In an embodiment, the pixel drive circuit further include a reset sub-circuit 40. The reset sub-circuit 40 couples a reset voltage terminal Vinit, a reset control signal terminal Reset, and the second node N1, and the reset sub-circuit 40 is configured to transmit a reset voltage Vreset supplied from the reset voltage terminal to the drive sub-circuit 10 under the control of the reset control signal terminal Reset.

In an embodiment, the write sub-circuit 20 may include a second transistor T2, the light-emitting control circuit 301 may include a fourth transistor T4 and a fifth transistor T5, the gray scale control circuit may include a sixth transistor T6, a seventh transistor T1, and a second capacitor C2, the drive sub-circuit 10 may include a third transistor T3 and a storage capacitor Cs, and the reset sub-circuit may include a first transistor T1.

In an embodiment, as shown in FIG. 2, a control electrode of the first transistor T1 is coupled to the reset signal control terminal Reset, a first electrode of the first transistor T1 is coupled to the reset voltage terminal Vinit, and a second electrode of the first transistor T1 is coupled to the second node N1.

In an embodiment, a control electrode of the second transistor T2 is coupled to the first scanning signal terminal Gate(I), a first electrode of the second transistor T2 is coupled to the first data signal terminal D(I), and a second electrode of the second transistor T2 is coupled to the first node N2.
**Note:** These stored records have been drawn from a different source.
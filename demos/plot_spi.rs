//! demos/plot_spi.rs
//!
//! Plots SPI-3 and SPI-12 from a monthly precipitation CSV.
//!
//! cargo run --example plot_spi --features demos -- era5_precip_51.1536_-0.8582.csv

use era5_spi::{compute_spi, read_precip_csv};
use plotlars::{Axis, Legend, Line, Plot, Rgb, Text, TimeSeriesPlot};
use polars::prelude::*;
use std::error::Error;
use std::path::PathBuf;

fn main() -> Result<(), Box<dyn Error>> {
    let input = std::env::args()
        .nth(1)
        .map(PathBuf::from)
        .unwrap_or_else(|| PathBuf::from("era5_precip_51.1536_-0.8582.csv"));

    let series = read_precip_csv(&input)?;
    let spi = compute_spi(&series, &[3, 12])?.to_frame()?;

    println!("Generating SPI plot...");
    plot_spi(&spi);
    println!("Plot shown in browser.");
    Ok(())
}

fn plot_spi(data: &DataFrame) {
    TimeSeriesPlot::builder()
        .data(data)
        .x("date")
        .y("spi_3")
        .additional_series(vec!["spi_12"])
        .colors(vec![Rgb(69, 157, 230), Rgb(235, 117, 0)])
        .lines(vec![Line::Solid, Line::Dash])
        .plot_title(Text::from("Standardized Precipitation Index").size(18))
        .legend(&Legend::new().x(0.05).y(0.1))
        .x_title("date")
        .y_title("SPI")
        .y_axis(
            &Axis::new()
                .show_grid(false)
                .zero_line_color(Rgb(0, 0, 0)),
        )
        .build()
        .plot();
}
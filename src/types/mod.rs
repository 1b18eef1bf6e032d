pub mod area;
pub mod calendar;
pub mod series;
In an embodiment, a control electrode of the third transistor T3 is coupled to the second node, a first electrode of the third transistor T3 is coupled to a second electrode of the fourth transistor T4, a second electrode of the third transistor T3 is coupled to the first node N2, and one end of the storage capacitor Cs is coupled to the first power supply terminal VDD, and the other end of the storage capacitor Cs is coupled to the second node N1.

In an embodiment, a control electrode of the fourth transistor T4 is coupled to the light-emitting control signal terminal, a first electrode of the fourth transistor T4 is coupled to the light-emitting device L, and a second electrode of the fourth transistor T4 is coupled to the first electrode of the third transistor T3.

In an embodiment, a control electrode of the fifth transistor T5 is coupled to the light-emitting control signal terminal EM, a first electrode of the fifth transistor T5 is coupled to the first node N2, and a second electrode of the fifth transistor T5 is coupled to the first electrode of the sixth transistor T6.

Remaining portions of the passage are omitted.